• [Aim of the exercise] Give only the number of lines in these records that contain the word "path".

**** Records shown

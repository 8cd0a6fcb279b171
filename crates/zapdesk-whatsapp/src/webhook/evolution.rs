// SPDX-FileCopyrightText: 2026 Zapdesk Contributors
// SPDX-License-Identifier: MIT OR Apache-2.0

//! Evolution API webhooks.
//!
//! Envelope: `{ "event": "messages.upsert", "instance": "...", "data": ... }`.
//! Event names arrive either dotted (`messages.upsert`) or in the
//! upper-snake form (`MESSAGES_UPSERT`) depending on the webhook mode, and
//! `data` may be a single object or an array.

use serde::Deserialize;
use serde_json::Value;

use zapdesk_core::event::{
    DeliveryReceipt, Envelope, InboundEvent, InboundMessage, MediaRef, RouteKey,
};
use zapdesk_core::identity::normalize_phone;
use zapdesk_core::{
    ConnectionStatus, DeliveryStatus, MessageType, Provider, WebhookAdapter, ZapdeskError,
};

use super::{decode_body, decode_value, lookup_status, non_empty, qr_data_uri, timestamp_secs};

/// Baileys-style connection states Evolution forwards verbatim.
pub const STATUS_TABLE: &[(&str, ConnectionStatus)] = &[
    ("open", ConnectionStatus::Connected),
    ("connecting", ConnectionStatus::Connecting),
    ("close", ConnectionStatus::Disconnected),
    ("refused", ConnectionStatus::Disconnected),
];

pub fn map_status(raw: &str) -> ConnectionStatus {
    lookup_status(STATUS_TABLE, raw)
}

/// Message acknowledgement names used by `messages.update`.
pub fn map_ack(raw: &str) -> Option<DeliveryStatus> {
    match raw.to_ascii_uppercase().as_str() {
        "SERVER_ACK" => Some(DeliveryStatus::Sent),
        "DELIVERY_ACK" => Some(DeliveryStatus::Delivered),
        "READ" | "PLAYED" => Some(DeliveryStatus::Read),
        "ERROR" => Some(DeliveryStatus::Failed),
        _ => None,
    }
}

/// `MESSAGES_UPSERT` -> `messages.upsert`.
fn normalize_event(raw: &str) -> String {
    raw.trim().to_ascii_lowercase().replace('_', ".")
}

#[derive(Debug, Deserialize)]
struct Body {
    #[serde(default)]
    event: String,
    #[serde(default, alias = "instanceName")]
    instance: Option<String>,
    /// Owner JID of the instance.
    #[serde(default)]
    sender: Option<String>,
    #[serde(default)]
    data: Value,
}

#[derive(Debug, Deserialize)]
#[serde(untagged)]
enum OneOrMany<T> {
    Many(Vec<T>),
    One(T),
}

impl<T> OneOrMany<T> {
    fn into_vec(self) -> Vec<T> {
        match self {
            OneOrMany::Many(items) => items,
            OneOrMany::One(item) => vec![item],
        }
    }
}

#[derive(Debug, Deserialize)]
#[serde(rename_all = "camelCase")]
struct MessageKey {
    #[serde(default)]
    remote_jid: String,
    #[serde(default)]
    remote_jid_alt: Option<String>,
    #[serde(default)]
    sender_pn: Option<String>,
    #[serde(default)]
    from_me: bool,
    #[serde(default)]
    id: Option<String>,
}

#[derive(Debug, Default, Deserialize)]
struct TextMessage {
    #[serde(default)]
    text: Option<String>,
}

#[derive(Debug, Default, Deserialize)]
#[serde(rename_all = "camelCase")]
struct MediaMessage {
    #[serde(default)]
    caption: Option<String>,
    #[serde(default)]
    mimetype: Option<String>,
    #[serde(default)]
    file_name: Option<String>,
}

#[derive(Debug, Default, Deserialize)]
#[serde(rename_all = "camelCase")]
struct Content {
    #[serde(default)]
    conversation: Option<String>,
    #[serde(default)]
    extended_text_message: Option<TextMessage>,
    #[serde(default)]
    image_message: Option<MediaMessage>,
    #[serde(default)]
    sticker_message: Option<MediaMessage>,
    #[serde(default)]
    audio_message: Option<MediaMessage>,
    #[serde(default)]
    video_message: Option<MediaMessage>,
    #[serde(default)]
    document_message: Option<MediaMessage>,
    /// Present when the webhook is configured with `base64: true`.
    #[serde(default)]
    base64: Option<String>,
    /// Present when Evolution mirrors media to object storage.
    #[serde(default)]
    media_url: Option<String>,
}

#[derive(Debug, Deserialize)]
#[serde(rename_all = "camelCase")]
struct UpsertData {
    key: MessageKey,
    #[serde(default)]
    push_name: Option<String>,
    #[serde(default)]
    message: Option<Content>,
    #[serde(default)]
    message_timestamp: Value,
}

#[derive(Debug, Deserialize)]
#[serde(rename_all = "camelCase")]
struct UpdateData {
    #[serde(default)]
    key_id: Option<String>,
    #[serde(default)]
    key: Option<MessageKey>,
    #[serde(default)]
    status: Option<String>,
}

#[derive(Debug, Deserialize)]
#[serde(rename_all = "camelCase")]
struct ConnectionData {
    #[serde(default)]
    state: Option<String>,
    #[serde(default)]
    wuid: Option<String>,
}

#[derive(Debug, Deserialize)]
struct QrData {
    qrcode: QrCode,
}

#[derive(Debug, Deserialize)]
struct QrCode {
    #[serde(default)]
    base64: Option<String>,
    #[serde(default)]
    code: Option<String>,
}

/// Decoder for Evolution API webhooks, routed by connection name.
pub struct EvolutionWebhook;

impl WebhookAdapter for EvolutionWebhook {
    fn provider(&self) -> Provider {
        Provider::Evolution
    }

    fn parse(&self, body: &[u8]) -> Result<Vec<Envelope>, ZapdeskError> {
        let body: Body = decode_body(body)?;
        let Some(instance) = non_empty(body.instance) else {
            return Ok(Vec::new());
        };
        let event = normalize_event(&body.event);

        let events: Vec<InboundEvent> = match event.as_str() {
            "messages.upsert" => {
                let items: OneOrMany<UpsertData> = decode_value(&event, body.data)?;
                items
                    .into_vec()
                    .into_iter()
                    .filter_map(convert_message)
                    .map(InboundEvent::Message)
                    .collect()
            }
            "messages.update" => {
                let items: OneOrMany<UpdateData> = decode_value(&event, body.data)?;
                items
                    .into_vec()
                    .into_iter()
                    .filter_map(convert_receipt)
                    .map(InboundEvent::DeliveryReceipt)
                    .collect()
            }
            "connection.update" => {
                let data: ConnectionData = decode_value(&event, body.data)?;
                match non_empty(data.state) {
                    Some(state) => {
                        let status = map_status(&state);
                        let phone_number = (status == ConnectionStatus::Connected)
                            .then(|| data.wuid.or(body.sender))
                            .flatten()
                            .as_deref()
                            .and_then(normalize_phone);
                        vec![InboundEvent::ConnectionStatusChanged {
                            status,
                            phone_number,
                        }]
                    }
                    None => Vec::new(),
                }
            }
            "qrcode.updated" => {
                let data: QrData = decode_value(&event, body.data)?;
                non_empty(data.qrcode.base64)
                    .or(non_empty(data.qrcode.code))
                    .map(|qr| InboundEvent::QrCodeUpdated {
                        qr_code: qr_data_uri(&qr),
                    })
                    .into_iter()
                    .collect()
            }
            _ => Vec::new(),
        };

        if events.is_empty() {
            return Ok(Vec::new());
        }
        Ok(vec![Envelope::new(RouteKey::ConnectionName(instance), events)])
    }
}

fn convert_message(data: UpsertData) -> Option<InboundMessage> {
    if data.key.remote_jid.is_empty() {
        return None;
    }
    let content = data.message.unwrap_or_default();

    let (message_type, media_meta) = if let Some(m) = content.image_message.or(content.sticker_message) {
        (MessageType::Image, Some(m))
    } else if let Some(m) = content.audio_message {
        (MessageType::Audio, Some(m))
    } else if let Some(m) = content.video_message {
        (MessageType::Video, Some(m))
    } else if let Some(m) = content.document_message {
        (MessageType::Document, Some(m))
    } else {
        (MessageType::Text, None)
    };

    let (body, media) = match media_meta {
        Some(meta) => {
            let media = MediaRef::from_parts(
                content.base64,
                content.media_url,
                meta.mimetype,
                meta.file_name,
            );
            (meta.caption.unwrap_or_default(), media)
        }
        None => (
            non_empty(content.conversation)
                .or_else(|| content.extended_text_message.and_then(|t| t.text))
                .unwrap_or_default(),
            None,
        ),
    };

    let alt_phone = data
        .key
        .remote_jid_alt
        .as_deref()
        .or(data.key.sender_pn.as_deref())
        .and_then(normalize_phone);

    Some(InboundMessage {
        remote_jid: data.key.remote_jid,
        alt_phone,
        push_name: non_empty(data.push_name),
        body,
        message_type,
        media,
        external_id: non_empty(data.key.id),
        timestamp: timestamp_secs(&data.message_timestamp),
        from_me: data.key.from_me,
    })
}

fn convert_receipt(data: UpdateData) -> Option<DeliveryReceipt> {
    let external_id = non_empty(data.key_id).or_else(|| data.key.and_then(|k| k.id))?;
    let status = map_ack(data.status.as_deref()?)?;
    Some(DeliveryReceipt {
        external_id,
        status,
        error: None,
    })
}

********
**** Records shown

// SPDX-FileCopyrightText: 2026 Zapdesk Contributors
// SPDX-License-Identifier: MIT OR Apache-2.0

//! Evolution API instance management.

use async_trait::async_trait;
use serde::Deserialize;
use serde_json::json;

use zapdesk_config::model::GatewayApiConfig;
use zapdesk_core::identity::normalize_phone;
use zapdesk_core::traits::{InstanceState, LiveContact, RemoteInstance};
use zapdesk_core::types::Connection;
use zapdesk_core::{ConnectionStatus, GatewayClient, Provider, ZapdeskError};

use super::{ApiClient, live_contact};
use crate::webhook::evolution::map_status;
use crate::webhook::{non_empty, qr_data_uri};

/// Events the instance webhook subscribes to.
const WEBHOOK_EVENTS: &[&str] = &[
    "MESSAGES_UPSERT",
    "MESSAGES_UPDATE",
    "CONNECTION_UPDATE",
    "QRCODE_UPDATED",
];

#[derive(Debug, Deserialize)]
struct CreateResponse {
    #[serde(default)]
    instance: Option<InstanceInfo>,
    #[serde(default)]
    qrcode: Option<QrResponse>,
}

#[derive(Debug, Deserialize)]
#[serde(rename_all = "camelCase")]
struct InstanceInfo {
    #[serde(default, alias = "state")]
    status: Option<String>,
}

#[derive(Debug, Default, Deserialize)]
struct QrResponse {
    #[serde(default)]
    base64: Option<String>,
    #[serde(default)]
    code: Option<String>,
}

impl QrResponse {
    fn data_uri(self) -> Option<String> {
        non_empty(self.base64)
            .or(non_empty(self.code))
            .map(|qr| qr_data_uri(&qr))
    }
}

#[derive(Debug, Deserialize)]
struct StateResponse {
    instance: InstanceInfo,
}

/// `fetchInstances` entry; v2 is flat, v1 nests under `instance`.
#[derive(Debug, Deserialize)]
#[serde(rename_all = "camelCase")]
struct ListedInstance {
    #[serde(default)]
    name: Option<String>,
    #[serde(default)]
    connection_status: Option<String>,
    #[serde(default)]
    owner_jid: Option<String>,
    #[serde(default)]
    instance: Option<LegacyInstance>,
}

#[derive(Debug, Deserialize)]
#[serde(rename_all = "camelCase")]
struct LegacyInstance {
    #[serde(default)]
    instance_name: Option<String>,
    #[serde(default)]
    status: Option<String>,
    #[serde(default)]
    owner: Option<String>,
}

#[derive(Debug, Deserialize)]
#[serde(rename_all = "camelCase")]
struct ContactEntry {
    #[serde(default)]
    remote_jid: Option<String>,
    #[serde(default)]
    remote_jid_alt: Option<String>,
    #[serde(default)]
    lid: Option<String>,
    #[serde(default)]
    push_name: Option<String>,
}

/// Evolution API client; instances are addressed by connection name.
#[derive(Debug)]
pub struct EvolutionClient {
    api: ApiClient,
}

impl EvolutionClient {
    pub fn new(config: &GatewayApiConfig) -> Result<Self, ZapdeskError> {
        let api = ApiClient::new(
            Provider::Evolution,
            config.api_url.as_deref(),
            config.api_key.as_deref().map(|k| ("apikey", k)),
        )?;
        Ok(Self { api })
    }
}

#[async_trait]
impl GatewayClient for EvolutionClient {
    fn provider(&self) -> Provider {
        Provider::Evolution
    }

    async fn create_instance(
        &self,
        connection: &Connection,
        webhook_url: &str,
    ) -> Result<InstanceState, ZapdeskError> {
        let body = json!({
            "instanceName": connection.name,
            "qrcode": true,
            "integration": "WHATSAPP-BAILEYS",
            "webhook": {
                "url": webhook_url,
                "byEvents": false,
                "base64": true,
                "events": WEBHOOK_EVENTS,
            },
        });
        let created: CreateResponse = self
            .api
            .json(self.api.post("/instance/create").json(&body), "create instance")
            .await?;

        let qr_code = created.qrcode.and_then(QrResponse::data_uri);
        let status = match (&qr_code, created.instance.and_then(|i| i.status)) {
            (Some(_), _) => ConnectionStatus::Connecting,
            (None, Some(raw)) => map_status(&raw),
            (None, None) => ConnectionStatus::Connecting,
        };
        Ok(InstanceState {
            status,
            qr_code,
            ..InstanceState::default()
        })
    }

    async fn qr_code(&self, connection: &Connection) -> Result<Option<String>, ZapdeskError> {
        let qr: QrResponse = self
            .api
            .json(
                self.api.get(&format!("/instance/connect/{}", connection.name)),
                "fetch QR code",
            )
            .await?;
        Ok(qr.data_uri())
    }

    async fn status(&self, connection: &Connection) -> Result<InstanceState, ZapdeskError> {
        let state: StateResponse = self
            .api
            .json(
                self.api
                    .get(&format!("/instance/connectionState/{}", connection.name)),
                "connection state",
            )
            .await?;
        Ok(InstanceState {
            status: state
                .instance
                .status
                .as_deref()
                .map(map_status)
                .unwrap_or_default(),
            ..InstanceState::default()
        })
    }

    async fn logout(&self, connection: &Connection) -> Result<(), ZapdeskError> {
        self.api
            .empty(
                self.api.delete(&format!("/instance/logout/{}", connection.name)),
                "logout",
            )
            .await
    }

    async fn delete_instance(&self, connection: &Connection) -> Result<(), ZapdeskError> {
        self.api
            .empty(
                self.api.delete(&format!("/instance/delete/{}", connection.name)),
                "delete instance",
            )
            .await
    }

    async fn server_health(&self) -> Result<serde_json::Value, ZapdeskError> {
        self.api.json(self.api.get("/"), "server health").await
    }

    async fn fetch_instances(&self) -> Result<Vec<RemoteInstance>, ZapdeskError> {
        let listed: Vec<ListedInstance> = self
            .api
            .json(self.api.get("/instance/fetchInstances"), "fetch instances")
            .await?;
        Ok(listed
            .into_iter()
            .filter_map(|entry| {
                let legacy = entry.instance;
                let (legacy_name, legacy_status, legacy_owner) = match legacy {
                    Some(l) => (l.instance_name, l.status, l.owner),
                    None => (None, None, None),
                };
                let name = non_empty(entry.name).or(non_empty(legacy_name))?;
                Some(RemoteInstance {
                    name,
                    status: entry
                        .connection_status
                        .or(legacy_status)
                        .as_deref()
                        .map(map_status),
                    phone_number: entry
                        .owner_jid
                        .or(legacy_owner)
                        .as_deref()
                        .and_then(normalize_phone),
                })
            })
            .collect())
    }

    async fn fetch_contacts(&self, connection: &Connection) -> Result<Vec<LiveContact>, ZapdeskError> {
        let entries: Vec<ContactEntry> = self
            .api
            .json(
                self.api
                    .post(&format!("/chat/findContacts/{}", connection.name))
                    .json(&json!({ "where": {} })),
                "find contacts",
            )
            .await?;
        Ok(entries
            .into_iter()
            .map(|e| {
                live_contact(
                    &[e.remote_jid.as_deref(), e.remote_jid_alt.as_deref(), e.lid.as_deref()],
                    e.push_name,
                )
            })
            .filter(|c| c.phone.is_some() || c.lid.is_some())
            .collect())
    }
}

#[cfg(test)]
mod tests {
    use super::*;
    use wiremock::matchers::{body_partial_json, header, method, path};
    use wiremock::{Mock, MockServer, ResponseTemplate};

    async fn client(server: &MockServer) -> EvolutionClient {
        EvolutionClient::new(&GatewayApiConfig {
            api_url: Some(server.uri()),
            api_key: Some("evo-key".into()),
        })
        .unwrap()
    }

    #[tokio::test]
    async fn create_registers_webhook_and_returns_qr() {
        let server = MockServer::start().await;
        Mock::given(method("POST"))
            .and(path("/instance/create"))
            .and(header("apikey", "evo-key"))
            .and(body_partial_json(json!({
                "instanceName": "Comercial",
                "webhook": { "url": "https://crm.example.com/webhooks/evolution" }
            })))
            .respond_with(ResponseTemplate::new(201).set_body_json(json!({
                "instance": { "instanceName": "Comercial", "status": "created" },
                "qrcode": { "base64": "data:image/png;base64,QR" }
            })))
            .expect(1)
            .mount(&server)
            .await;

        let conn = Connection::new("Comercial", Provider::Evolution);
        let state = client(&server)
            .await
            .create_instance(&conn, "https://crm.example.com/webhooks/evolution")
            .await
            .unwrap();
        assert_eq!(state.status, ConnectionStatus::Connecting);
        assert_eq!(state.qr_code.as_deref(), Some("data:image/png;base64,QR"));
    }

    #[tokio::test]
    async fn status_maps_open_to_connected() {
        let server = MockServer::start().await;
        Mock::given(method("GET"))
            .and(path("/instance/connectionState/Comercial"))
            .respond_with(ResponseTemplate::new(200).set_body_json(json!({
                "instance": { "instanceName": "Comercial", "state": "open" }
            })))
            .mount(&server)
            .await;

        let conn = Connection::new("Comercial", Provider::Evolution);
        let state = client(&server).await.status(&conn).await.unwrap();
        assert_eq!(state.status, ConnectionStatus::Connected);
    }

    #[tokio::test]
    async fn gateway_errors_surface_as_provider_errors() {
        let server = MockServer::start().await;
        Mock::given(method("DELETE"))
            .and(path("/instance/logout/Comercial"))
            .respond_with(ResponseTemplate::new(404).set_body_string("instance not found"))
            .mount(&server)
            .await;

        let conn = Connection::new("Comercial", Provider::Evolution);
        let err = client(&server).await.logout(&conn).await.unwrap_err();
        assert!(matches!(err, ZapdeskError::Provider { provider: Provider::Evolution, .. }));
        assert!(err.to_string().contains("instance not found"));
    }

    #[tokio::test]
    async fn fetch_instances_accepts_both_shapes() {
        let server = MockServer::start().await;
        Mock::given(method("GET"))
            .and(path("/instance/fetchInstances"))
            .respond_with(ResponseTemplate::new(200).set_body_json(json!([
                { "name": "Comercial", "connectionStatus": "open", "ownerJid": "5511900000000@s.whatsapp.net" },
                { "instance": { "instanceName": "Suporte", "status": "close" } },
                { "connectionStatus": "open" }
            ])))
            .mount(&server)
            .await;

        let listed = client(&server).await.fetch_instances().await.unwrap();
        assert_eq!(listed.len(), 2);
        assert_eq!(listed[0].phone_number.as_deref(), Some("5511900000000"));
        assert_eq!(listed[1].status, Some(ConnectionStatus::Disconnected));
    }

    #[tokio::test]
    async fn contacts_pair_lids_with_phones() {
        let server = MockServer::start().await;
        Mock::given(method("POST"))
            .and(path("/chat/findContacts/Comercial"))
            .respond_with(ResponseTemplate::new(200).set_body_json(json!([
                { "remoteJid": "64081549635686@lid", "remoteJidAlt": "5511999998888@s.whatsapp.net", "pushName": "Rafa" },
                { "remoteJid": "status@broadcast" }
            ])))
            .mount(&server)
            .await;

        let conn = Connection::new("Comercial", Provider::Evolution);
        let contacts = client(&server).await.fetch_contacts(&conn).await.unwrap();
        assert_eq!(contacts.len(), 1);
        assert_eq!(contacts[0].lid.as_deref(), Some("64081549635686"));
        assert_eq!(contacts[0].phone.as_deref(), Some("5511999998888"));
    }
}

********

• [Reply to the exercise] 6